Pay attention: There is no evidence that hospital discharges caused outbreaks in care homes.

Then, with the arrogance of Sarwar, she writes

Nicola Sturgeon said, with the benefit of hindsight, “mistakes” were made with care home residents at the start of the crisis. Forget hindsight 20 /20 since the impact of this move, could have been predicted with no more knowledge than gleaned watching the movie Contagion. Deadly viruses introduced to vulnerable people in confined spaces, kill them, here endeth the medical lesson.

Astonishing contempt from a mere journo for highly trained professionals.

The decisions to discharge from hospital into care homes were taken, in the interests of the patients, many of them traumatised there by dementia, by highly qualified medics in consultation with care home managers, skilled in the isolation of infected residents from decades of flu epidemics. ‘Those in power’, SNP politicians, played no part.

The decisions of those owners in the larger corporate homes to maximise occupancy and to skimp on staffing, PPE and testing, with over-dependency on agency staff travelling between sites, caused the deaths.

Finally and disgracefully, this:

The belated remorse of the Scottish government is the equivalent of a General apologising he ordered hand grenades be thrown into care homes then feigning shock when people died.
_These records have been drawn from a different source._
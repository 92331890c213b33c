//!
//! # References
//!
//! Placements of [Cell]s, [Element]s, or other [Reference]s on a [Grid],
//! and their expansion ("flattening") into placed copies.
//!

// Std-Lib
use std::collections::HashSet;

// Crates.io
use log::warn;

// Workspace
use gdsrutils::Ptr;

// Local imports
use crate::bbox::{BoundBox, BoundBoxTrait};
use crate::cell::Cell;
use crate::element::{Element, ElementTrait};
use crate::error::{LayoutError, LayoutResult};
use crate::grid::Grid;
use crate::point::Point;
use crate::{Path, Polygon, Text};

///
/// # Reference Instance
///
/// The thing a [Reference] places.
/// Cells are held by shared [Ptr], so that edits to a cell are visible through all its references.
///
#[derive(Debug, Clone)]
pub enum Instance {
    Cell(Ptr<Cell>),
    Element(Box<Element>),
    Reference(Box<Reference>),
}
impl Instance {
    /// Direct and nested placements of [Cell]s.
    /// Cells placed by those cells are not included.
    pub fn cells(&self) -> Vec<Ptr<Cell>> {
        match self {
            Instance::Cell(ptr) => vec![ptr.clone()],
            Instance::Element(e) => match e.as_ref() {
                Element::Reference(r) => r.instance.cells(),
                _ => Vec::new(),
            },
            Instance::Reference(r) => r.instance.cells(),
        }
    }
}
impl Instance {
    /// Compare by value, including the contents of referenced cells.
    /// A pair of cells met again while already under comparison counts as equal.
    pub(crate) fn eq_tracked(
        &self,
        other: &Self,
        visited: &mut HashSet<(Ptr<Cell>, Ptr<Cell>)>,
    ) -> bool {
        match (self, other) {
            (Instance::Cell(a), Instance::Cell(b)) => {
                if a.ptr_eq(b) || !visited.insert((a.clone(), b.clone())) {
                    return true;
                }
                let (a, b) = (a.read_or_recover(), b.read_or_recover());
                a.eq_tracked(&b, visited)
            }
            (Instance::Element(a), Instance::Element(b)) => match (a.as_ref(), b.as_ref()) {
                (Element::Reference(a), Element::Reference(b)) => a.eq_tracked(b, visited),
                (a, b) => a == b,
            },
            (Instance::Reference(a), Instance::Reference(b)) => a.eq_tracked(b, visited),
            _ => false,
        }
    }
}
impl PartialEq for Instance {
    /// Instances compare by value, including the contents of referenced cells
    fn eq(&self, other: &Self) -> bool {
        self.eq_tracked(other, &mut HashSet::new())
    }
}
impl From<Ptr<Cell>> for Instance {
    fn from(ptr: Ptr<Cell>) -> Self {
        Self::Cell(ptr)
    }
}
impl From<&Ptr<Cell>> for Instance {
    fn from(ptr: &Ptr<Cell>) -> Self {
        Self::Cell(ptr.clone())
    }
}
impl From<Cell> for Instance {
    fn from(cell: Cell) -> Self {
        Self::Cell(Ptr::new(cell))
    }
}
impl From<Element> for Instance {
    fn from(e: Element) -> Self {
        Self::Element(Box::new(e))
    }
}
impl From<Polygon> for Instance {
    fn from(e: Polygon) -> Self {
        Element::from(e).into()
    }
}
impl From<Path> for Instance {
    fn from(e: Path) -> Self {
        Element::from(e).into()
    }
}
impl From<Text> for Instance {
    fn from(e: Text) -> Self {
        Element::from(e).into()
    }
}
impl From<Reference> for Instance {
    fn from(r: Reference) -> Self {
        Self::Reference(Box::new(r))
    }
}

///
/// # Reference
///
/// Places its [Instance] at each position of its [Grid].
///
#[derive(Debug, Clone)]
pub struct Reference {
    pub instance: Instance,
    pub grid: Grid,
}
impl PartialEq for Reference {
    fn eq(&self, other: &Self) -> bool {
        self.eq_tracked(other, &mut HashSet::new())
    }
}
impl Reference {
    pub(crate) fn eq_tracked(
        &self,
        other: &Self,
        visited: &mut HashSet<(Ptr<Cell>, Ptr<Cell>)>,
    ) -> bool {
        self.grid == other.grid && self.instance.eq_tracked(&other.instance, visited)
    }
    /// Create a single, untransformed placement of `instance` at the origin
    pub fn new(instance: impl Into<Instance>) -> Self {
        Self {
            instance: instance.into(),
            grid: Grid::default(),
        }
    }
    /// Set our [Grid]
    pub fn with_grid(mut self, grid: Grid) -> Self {
        self.grid = grid;
        self
    }
    ///
    /// Expand into placed copies of our instance, recursing `depth` levels into nested references.
    /// A `depth` of `None` flattens fully. A `depth` of zero returns ourselves, unmodified.
    ///
    /// Fails if a chain of references places a [Cell] inside itself.
    ///
    pub fn flatten(&self, depth: Option<usize>) -> LayoutResult<Vec<Element>> {
        let mut ancestors = Vec::new();
        self.flatten_inner(depth, &mut ancestors)
    }
    /// Recursive implementation of [Reference::flatten].
    /// `ancestors` holds each [Cell] being expanded, outermost first.
    pub(crate) fn flatten_inner(
        &self,
        depth: Option<usize>,
        ancestors: &mut Vec<Ptr<Cell>>,
    ) -> LayoutResult<Vec<Element>> {
        if depth == Some(0) {
            return Ok(vec![Element::Reference(self.clone())]);
        }
        // Collect the instance's elements, untransformed
        let (contents, cell) = match &self.instance {
            Instance::Cell(ptr) => {
                if ancestors.contains(ptr) {
                    return Err(cycle_error(ptr));
                }
                let cell = match ptr.try_read_or_recover() {
                    Some(cell) => cell,
                    // Write-locked, presumably by a caller in our own call-stack, mid-flatten
                    None => return Err(cycle_error(ptr)),
                };
                (cell.elements(), Some(ptr.clone()))
            }
            Instance::Element(e) => (vec![e.as_ref().clone()], None),
            Instance::Reference(r) => (vec![Element::Reference(r.as_ref().clone())], None),
        };
        if let Some(ptr) = &cell {
            ancestors.push(ptr.clone());
        }
        let next_depth = depth.map(|d| d - 1);
        let mut rv = Vec::with_capacity(contents.len() * self.grid.columns * self.grid.rows);
        for position in self.grid.positions() {
            for elem in contents.iter() {
                let mut elem = elem.clone();
                self.place(&mut elem, position);
                match elem {
                    Element::Reference(r) if next_depth != Some(0) => {
                        rv.extend(r.flatten_inner(next_depth, ancestors)?);
                    }
                    _ => rv.push(elem),
                }
            }
        }
        if cell.is_some() {
            ancestors.pop();
        }
        Ok(rv)
    }
    /// Apply our grid's transformation to `elem`, and move it to `position`
    fn place(&self, elem: &mut Element, position: Point) {
        if self.grid.x_reflection {
            elem.reflect_x();
        }
        elem.scale_about(self.grid.magnification, Point::origin());
        elem.rotate_about(self.grid.angle, Point::origin());
        elem.translate(position);
    }
    /// [Cell]s placed by our instance, including through nested references
    pub fn cells(&self) -> Vec<Ptr<Cell>> {
        self.instance.cells()
    }
}
/// Create a [LayoutError::Cycle] naming the cell behind `ptr`, if it can be read
fn cycle_error(ptr: &Ptr<Cell>) -> LayoutError {
    let name = match ptr.try_read_or_recover() {
        Some(cell) => cell.name().to_string(),
        None => String::from("<locked>"),
    };
    LayoutError::Cycle(name)
}
impl Reference {
    /// Bounding box of our fully-flattened contents.
    /// Fails with [LayoutError::Cycle] on cyclic references.
    pub fn try_bounding_box(&self) -> LayoutResult<BoundBox> {
        Ok(self
            .flatten(None)?
            .iter()
            .fold(BoundBox::empty(), |bbox, e| e.bounding_box().union(&bbox)))
    }
}
impl ElementTrait for Reference {
    ///
    /// Bounding box of our fully-flattened contents.
    ///
    /// The [ElementTrait] signature is infallible, so a reference which cannot be flattened,
    /// e.g. one which places a cell inside itself, reports an *empty* box and logs a warning.
    /// Use [Reference::try_bounding_box] or [Cell::bounding_box] to receive the error instead.
    ///
    fn bounding_box(&self) -> BoundBox {
        match self.try_bounding_box() {
            Ok(bbox) => bbox,
            Err(e) => {
                warn!("Cannot compute bounding box of reference: {}", e);
                BoundBox::empty()
            }
        }
    }
    fn anchor(&self) -> Point {
        self.grid.origin
    }
    fn translate(&mut self, delta: Point) {
        self.grid.move_by(delta);
    }
    fn rotate_about(&mut self, angle: f64, centre: Point) {
        self.grid.rotate(angle, centre);
    }
    fn scale_about(&mut self, factor: f64, centre: Point) {
        self.grid.scale(factor, centre);
    }
    fn reflect_x(&mut self) {
        self.grid.reflect_x();
    }
}
impl std::fmt::Display for Reference {
    fn fmt(&self, f: &mut std::fmt::Formatter) -> std::fmt::Result {
        let target = match &self.instance {
            Instance::Cell(ptr) => match ptr.try_read_or_recover() {
                Some(cell) => format!("cell `{}`", cell.name()),
                None => String::from("a locked cell"),
            },
            Instance::Element(e) => format!("{}", e),
            Instance::Reference(r) => format!("({})", r),
        };
        write!(f, "Reference to {} on {}", target, self.grid)
    }
}

#[cfg(test)]
mod tests {
    use super::*;
    use crate::Movable;

    fn square() -> Polygon {
        Polygon::new([(0., 0.), (1., 0.), (1., 1.), (0., 1.)], 1, 0).unwrap()
    }

    #[test]
    fn flatten_depth_zero_is_a_no_op() -> LayoutResult<()> {
        let r = Reference::new(square());
        let flat = r.flatten(Some(0))?;
        assert_eq!(flat, vec![Element::Reference(r)]);
        Ok(())
    }
    #[test]
    fn flatten_cardinality() -> LayoutResult<()> {
        let grid = Grid {
            columns: 3,
            rows: 2,
            spacing_x: Point::new(2., 0.),
            spacing_y: Point::new(0., 2.),
            ..Default::default()
        };
        let mut cell = Cell::new("c");
        cell.add(square()).add(square());
        let r = Reference::new(cell).with_grid(grid.clone());
        assert_eq!(r.flatten(None)?.len(), 3 * 2 * 2);

        // Nested: a 3x2 grid of 3x2 grids
        let outer = Reference::new(r.clone()).with_grid(grid);
        assert_eq!(outer.flatten(None)?.len(), 6 * 6 * 2);
        // One level expands only the outer grid
        let one = outer.flatten(Some(1))?;
        assert_eq!(one.len(), 6);
        assert!(one.iter().all(|e| matches!(e, Element::Reference(_))));
        Ok(())
    }
    #[test]
    fn flattened_placement() -> LayoutResult<()> {
        let grid = Grid {
            origin: Point::new(10., 0.),
            columns: 2,
            spacing_x: Point::new(5., 0.),
            angle: 90.,
            magnification: 2.,
            ..Default::default()
        };
        let flat = Reference::new(square()).with_grid(grid).flatten(None)?;
        let expected0 = Polygon::new([(10., 0.), (10., 2.), (8., 2.), (8., 0.)], 1, 0)?;
        let expected1 = Polygon::new([(10., 10.), (10., 12.), (8., 12.), (8., 10.)], 1, 0)?;
        match (&flat[0], &flat[1]) {
            (Element::Polygon(a), Element::Polygon(b)) => {
                assert!(a.looks_like(&expected0));
                assert!(b.looks_like(&expected1));
            }
            _ => panic!("Expected two polygons"),
        }
        Ok(())
    }
    #[test]
    fn reflected_placement() -> LayoutResult<()> {
        let grid = Grid {
            x_reflection: true,
            ..Default::default()
        };
        let text = Text::new("t", (1., 1.), 0)?;
        let flat = Reference::new(text).with_grid(grid).flatten(None)?;
        match &flat[0] {
            Element::Text(t) => {
                assert_eq!(t.origin(), Point::new(1., -1.));
                assert!(t.x_reflection());
            }
            _ => panic!("Expected a text"),
        }
        Ok(())
    }
    #[test]
    fn rotations_sum() {
        let mut r = Reference::new(square());
        r.rotate(30., Point::origin()).rotate(60., Point::origin());
        assert_eq!(r.grid.angle, 90.);
        r.scale(2., Point::origin()).scale(1.5, Point::origin());
        assert_eq!(r.grid.magnification, 3.);
    }
    #[test]
    fn cycles_fail() {
        let a = Ptr::new(Cell::new("a"));
        let b = Ptr::new(Cell::new("b"));
        a.write_or_recover().add(Reference::new(&b));
        b.write_or_recover().add(Reference::new(&a));
        let r = Reference::new(&a);
        assert!(matches!(r.flatten(None), Err(LayoutError::Cycle(_))));
        // A bounded depth stops short of the cycle
        assert_eq!(r.flatten(Some(1)).unwrap().len(), 1);
        assert!(r.bounding_box().is_empty());
        assert!(matches!(r.try_bounding_box(), Err(LayoutError::Cycle(_))));
    }
    #[test]
    fn bounding_box() {
        let r = Reference::new(square()).with_grid(Grid {
            columns: 2,
            spacing_x: Point::new(3., 0.),
            ..Default::default()
        });
        let bbox = r.bounding_box();
        assert_eq!(bbox.p0, Point::new(0., 0.));
        assert_eq!(bbox.p1, Point::new(4., 1.));
    }
    #[test]
    fn equality_by_value() {
        let mut c1 = Cell::new("c");
        c1.add(square());
        let c2 = c1.clone();
        assert_eq!(Reference::new(c1), Reference::new(c2));
        assert_ne!(Reference::new(square()), Reference::new(Cell::new("c")));
    }
    #[test]
    fn equality_of_cyclic_cells() {
        // Two distinct, identical, self-placing cells
        let a = Ptr::new(Cell::new("loop"));
        a.write_or_recover().add(Reference::new(&a));
        let b = Ptr::new(Cell::new("loop"));
        b.write_or_recover().add(Reference::new(&b));
        assert_eq!(Reference::new(&a), Reference::new(&b));
        assert!(*a.read_or_recover() == *b.read_or_recover());

        // Same cycle, differing contents
        let c = Ptr::new(Cell::new("loop"));
        c.write_or_recover().add(Reference::new(&c)).add(square());
        assert_ne!(Reference::new(&a), Reference::new(&c));
        // Reached through an element instance
        assert_eq!(
            Reference::new(Reference::new(&a)),
            Reference::new(Reference::new(&b))
        );
    }
}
The actions of our government in 2020 were a fag paper away from euthanasia and there should have been grovelling apologies long before now. If it wasn’t for journalists we wouldn’t know the half of it.

Like the GMB and Richard Leonard before them, Lennon and Brown side with the rapacious corporations in a desperate attempt to harm the SNP.
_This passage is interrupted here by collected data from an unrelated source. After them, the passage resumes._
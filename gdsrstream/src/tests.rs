// Crates.io
use chrono::NaiveDate;

// Workspace
use gdsrutils::SerializationFormat::{Json, Yaml};

// Local
use crate::*;

/// Fixed dates for test cases
fn test_dates() -> GdsDateTimes {
    let dt = NaiveDate::from_ymd_opt(1970, 1, 1)
        .unwrap()
        .and_hms_opt(0, 0, 1)
        .unwrap();
    GdsDateTimes::at(dt)
}
/// Create an empty library with known dates
fn empty_lib() -> GdsLibrary {
    let mut lib = GdsLibrary::new("empty");
    lib.dates = test_dates();
    lib
}
/// Encode a sequence of raw records, for hand-built (often invalid) streams
fn encode(records: &[GdsRecord]) -> Vec<u8> {
    let mut bytes = Vec::new();
    {
        let mut wr = GdsWriter::new(&mut bytes);
        for r in records {
            wr.write_record(r).unwrap();
        }
    }
    bytes
}
/// Library-level records leading up to the first struct
fn lib_prelude() -> Vec<GdsRecord> {
    vec![
        GdsRecord::Header { version: 600 },
        GdsRecord::BgnLib {
            dates: test_dates().encode(),
        },
        GdsRecord::LibName("lib".into()),
        GdsRecord::Units(1e-3, 1e-9),
    ]
}
/// A library with one of each element type
fn sample_lib() -> GdsLibrary {
    let mut leaf = GdsStruct::new("leaf");
    leaf.dates = test_dates();
    leaf.elems.push(
        GdsBoundary {
            layer: 1,
            datatype: 2,
            xy: GdsPoint::vec(&[(0, 0), (0, 100), (100, 100), (100, 0), (0, 0)]),
        }
        .into(),
    );
    leaf.elems.push(
        GdsPathBuilder::default()
            .layer(3i16)
            .datatype(0i16)
            .xy(GdsPoint::vec(&[(0, 0), (500, 0), (500, 500)]))
            .width(20)
            .path_type(4i16)
            .begin_extn(5)
            .end_extn(7)
            .build()
            .unwrap()
            .into(),
    );
    leaf.elems.push(
        GdsTextElem {
            string: "odd".into(),
            layer: 5,
            texttype: 0,
            xy: GdsPoint::new(-3, 4),
            presentation: Some(GdsPresentation(0, 0b0110)),
            strans: Some(GdsStrans {
                reflected: true,
                mag: Some(2.0),
                angle: Some(90.0),
                ..Default::default()
            }),
        }
        .into(),
    );
    let mut top = GdsStruct::new("top");
    top.dates = test_dates();
    top.elems.push(
        GdsStructRef {
            name: "leaf".into(),
            xy: GdsPoint::new(1000, 2000),
            strans: None,
        }
        .into(),
    );
    top.elems.push(
        GdsArrayRef {
            name: "leaf".into(),
            xy: [
                GdsPoint::new(0, 0),
                GdsPoint::new(3000, 0),
                GdsPoint::new(0, 2000),
            ],
            cols: 3,
            rows: 2,
            strans: Some(GdsStrans {
                angle: Some(180.0),
                ..Default::default()
            }),
        }
        .into(),
    );
    let mut lib = empty_lib();
    lib.name = "sample".into();
    lib.structs = vec![leaf, top];
    lib
}

#[test]
fn floats() {
    assert_eq!(GdsFloat64::encode(0.0), 0);
    assert_eq!(GdsFloat64::decode(0), 0.0);
    for val in [1.0, 1e-3, 1e-9, 1e-11, -0.69, 90.0, 2.5, -33.33e-33] {
        assert_eq!(GdsFloat64::decode(GdsFloat64::encode(val)), val);
    }
    // Known encoding of 1.0: exponent 65, mantissa 1/16
    assert_eq!(GdsFloat64::encode(1.0), 0x4110_0000_0000_0000);
}
#[test]
fn empty_lib_roundtrip() -> GdsResult<()> {
    roundtrip(&empty_lib())
}
#[test]
fn sample_lib_roundtrip() -> GdsResult<()> {
    roundtrip(&sample_lib())
}
#[test]
fn stats() {
    let stats = sample_lib().stats();
    assert_eq!(
        stats,
        GdsStats {
            libraries: 1,
            structs: 2,
            boundaries: 1,
            paths: 1,
            struct_refs: 1,
            array_refs: 1,
            text_elems: 1,
        }
    );
}
#[test]
fn record_too_long() {
    let mut lib = empty_lib();
    lib.name = "x".repeat(70_000);
    match lib.to_bytes() {
        Err(GdsError::RecordLen(_)) => (),
        other => panic!("Expected a RecordLen error, got {:?}", other),
    }
}
#[test]
fn long_boundaries_span_records() -> GdsResult<()> {
    let mut xy: Vec<GdsPoint> = (0..10_000).map(|i| GdsPoint::new(i, i % 7)).collect();
    xy.push(xy[0]);
    let mut cell = GdsStruct::new("big");
    cell.dates = test_dates();
    cell.elems.push(
        GdsBoundary {
            layer: 0,
            datatype: 0,
            xy,
        }
        .into(),
    );
    let mut lib = empty_lib();
    lib.structs.push(cell);
    roundtrip(&lib)?;

    // Count the XY records in the encoded stream
    let bytes = lib.to_bytes()?;
    let mut rdr = GdsReader::new(&bytes[..]);
    let mut num_xy = 0;
    loop {
        match rdr.read_record()? {
            GdsRecord::EndLib => break,
            GdsRecord::Xy(d) => {
                assert!(d.len() <= 2 * MAX_XY_POINTS);
                num_xy += 1;
            }
            _ => (),
        }
    }
    assert_eq!(num_xy, 2);
    Ok(())
}
#[test]
fn odd_length_strings_are_padded() -> GdsResult<()> {
    let bytes = encode(&[GdsRecord::LibName("abc".into())]);
    assert_eq!(bytes, vec![0x00, 0x08, 0x02, 0x06, b'a', b'b', b'c', 0x00]);
    let mut rdr = GdsReader::new(&bytes[..]);
    assert_eq!(rdr.read_record()?, GdsRecord::LibName("abc".into()));
    Ok(())
}
#[test]
fn unsupported_records_fail() {
    let mut bytes = encode(&lib_prelude());
    bytes.extend(encode(&[
        GdsRecord::BgnStruct {
            dates: test_dates().encode(),
        },
        GdsRecord::StructName("cell".into()),
    ]));
    // A `NODE` element header: valid GDSII, but not supported here
    bytes.extend([0x00, 0x04, 0x15, 0x00]);
    match GdsLibrary::from_bytes(&bytes) {
        Err(GdsError::Unsupported(GdsRecordType::Node, ctx)) => {
            assert_eq!(ctx, vec![GdsContext::Library, GdsContext::Struct]);
        }
        other => panic!("Expected an Unsupported error, got {:?}", other),
    }
}
#[test]
fn invalid_headers_fail() {
    // Odd length
    let bytes = [0x00, 0x05, 0x00, 0x02, 0x00];
    assert!(matches!(
        GdsLibrary::from_bytes(&bytes),
        Err(GdsError::RecordLen(5))
    ));
    // Deprecated record type `SPACING`
    let bytes = [0x00, 0x04, 0x18, 0x00];
    assert!(matches!(
        GdsLibrary::from_bytes(&bytes),
        Err(GdsError::InvalidRecordType(0x18))
    ));
    // `HEADER` with a string data-type
    let bytes = [0x00, 0x06, 0x00, 0x06, b'a', b'b'];
    assert!(matches!(
        GdsLibrary::from_bytes(&bytes),
        Err(GdsError::RecordDecode(GdsRecordType::Header, GdsDataType::Str, 2))
    ));
}
#[test]
fn malformed_structure_fails() {
    // Struct with no name
    let mut records = lib_prelude();
    records.push(GdsRecord::BgnStruct {
        dates: test_dates().encode(),
    });
    records.push(GdsRecord::EndStruct);
    records.push(GdsRecord::EndLib);
    assert!(matches!(
        GdsLibrary::from_bytes(&encode(&records)),
        Err(GdsError::Parse { .. })
    ));

    // Array reference with two corner points
    let mut records = lib_prelude();
    records.extend([
        GdsRecord::BgnStruct {
            dates: test_dates().encode(),
        },
        GdsRecord::StructName("cell".into()),
        GdsRecord::ArrayRef,
        GdsRecord::StructRefName("cell".into()),
        GdsRecord::ColRow { cols: 2, rows: 2 },
        GdsRecord::Xy(vec![0, 0, 10, 0]),
        GdsRecord::EndElement,
        GdsRecord::EndStruct,
        GdsRecord::EndLib,
    ]);
    match GdsLibrary::from_bytes(&encode(&records)) {
        Err(GdsError::Parse { ctx, .. }) => assert_eq!(ctx.last(), Some(&GdsContext::ArrayRef)),
        other => panic!("Expected a Parse error, got {:?}", other),
    }

    // Boundary missing its layer
    let mut records = lib_prelude();
    records.extend([
        GdsRecord::BgnStruct {
            dates: test_dates().encode(),
        },
        GdsRecord::StructName("cell".into()),
        GdsRecord::Boundary,
        GdsRecord::DataType(0),
        GdsRecord::Xy(vec![0, 0, 1, 0, 1, 1, 0, 0]),
        GdsRecord::EndElement,
        GdsRecord::EndStruct,
        GdsRecord::EndLib,
    ]);
    assert!(GdsLibrary::from_bytes(&encode(&records)).is_err());
}
#[test]
fn dates() -> GdsResult<()> {
    let dates = test_dates();
    assert_eq!(dates.modified.year, 70);
    assert_eq!(dates.modified.second, 1);
    let naive = dates.modified.to_naive()?;
    assert_eq!(GdsDateTime::from(naive), dates.modified);
    assert_eq!(GdsDateTimes::decode(&dates.encode()), dates);

    let bad = GdsDateTime::from(&[0, 30, 1, 0, 0, 0]);
    assert!(bad.to_naive().is_err());

    let mut lib = sample_lib();
    let later = NaiveDate::from_ymd_opt(2001, 2, 3)
        .unwrap()
        .and_hms_opt(4, 5, 6)
        .unwrap();
    lib.set_all_dates(later);
    assert_eq!(lib.dates.accessed.year, 101);
    assert!(lib.structs.iter().all(|s| s.dates == lib.dates));
    Ok(())
}
#[test]
fn presentation_bits() {
    let p = GdsPresentation(0, 0b01_10_01);
    assert_eq!(p.font(), 1);
    assert_eq!(p.vertical(), 2);
    assert_eq!(p.horizontal(), 1);
}
#[test]
fn units() {
    let units = GdsUnits::default();
    assert_eq!(units.db_unit(), 1e-9);
    assert!((units.user_unit() - 1e-6).abs() < 1e-18);
}
#[test]
fn text_formats() -> Result<(), gdsrutils::ser::Error> {
    let lib = sample_lib();
    let json = Json.to_string(&lib)?;
    let lib2: GdsLibrary = Json.from_str(&json)?;
    assert_eq!(lib, lib2);
    let yaml = Yaml.to_string(&empty_lib())?;
    let lib3: GdsLibrary = Yaml.from_str(&yaml)?;
    assert_eq!(lib3, empty_lib());
    Ok(())
}
#[test]
fn it_writes_schema() {
    let schema = schemars::schema_for!(GdsLibrary);
    let s = serde_json::to_string(&schema).unwrap();
    assert!(s.contains("GdsLibrary"));
    assert!(s.contains("GdsArrayRef"));
}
Footnote: I haven’t and will not read Hancock’s book. I’d rather eat a kangaroo penis.


3 thoughts on “Retired prof defends Matt Hancock because he was almost correct

  1. The Hancock ‘revelations’ remind me of Ms Edwina Currie c1990 when there was a scare about salmonella in eggs. She was a junior minister and was asked about the problem and she replied, with amazing candour: “Sadly almost all our flocks of hens are infected with salmonella”. She was sacked by Mrs Thatcher within a day!
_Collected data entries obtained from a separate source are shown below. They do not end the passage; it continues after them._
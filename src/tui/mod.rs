//! Terminal UI: search bar, paginated card grid, status bar.

pub mod app;
pub mod colors;
pub mod search;
pub mod ui;

pub use app::App;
    Hancock has told the truth regarding deaths from Covid in care homes, albeit incidentally, as part of a campaign of rehabilitation of himself and not for the public good. An unholy alliance of owners of large private care homes, Labour politicians and the GMB union have sought for their own selfish purposes to shift the blame for the care home owners’ venality to politicians in Scotland, who, from the start, were frank and open about how the discharge decision was arrived at. The Scottish politicians were also honest enough to accept that in a rapidly developing unknown situation like Covid mistakes were likely to have been made. Despite the media and opposition ranting, a majority of the population trusted the Scottish Government.

    Liked by 3 people

  2. As aside to your point, had the explosion of private care homes under the Tories then Labour which laundered pensions etc via profiteering management with provided tax dodges would things have been different?
    Had the Tories not defunded the national epidemic stockpile such that it couldn’t cope, had they not hollowed out the NHS to be on it’s knees, had the Tories not flogged off ventilators to Malasia, etc., etc., had two charlatans as PM and Health Minister not been in power, would the death toll have been less ?

    All these things combined to create the disastrous response of the UK compared to any other country in Europe, and behind it stood Tory dogma.


  3. What is glaringly obvious is the difference between the treatment of Matt Hancock and Nicola Sturgeon. No blame attached to him for being half right BUT she is half right too and gets the unionist book of rights stotted off her head.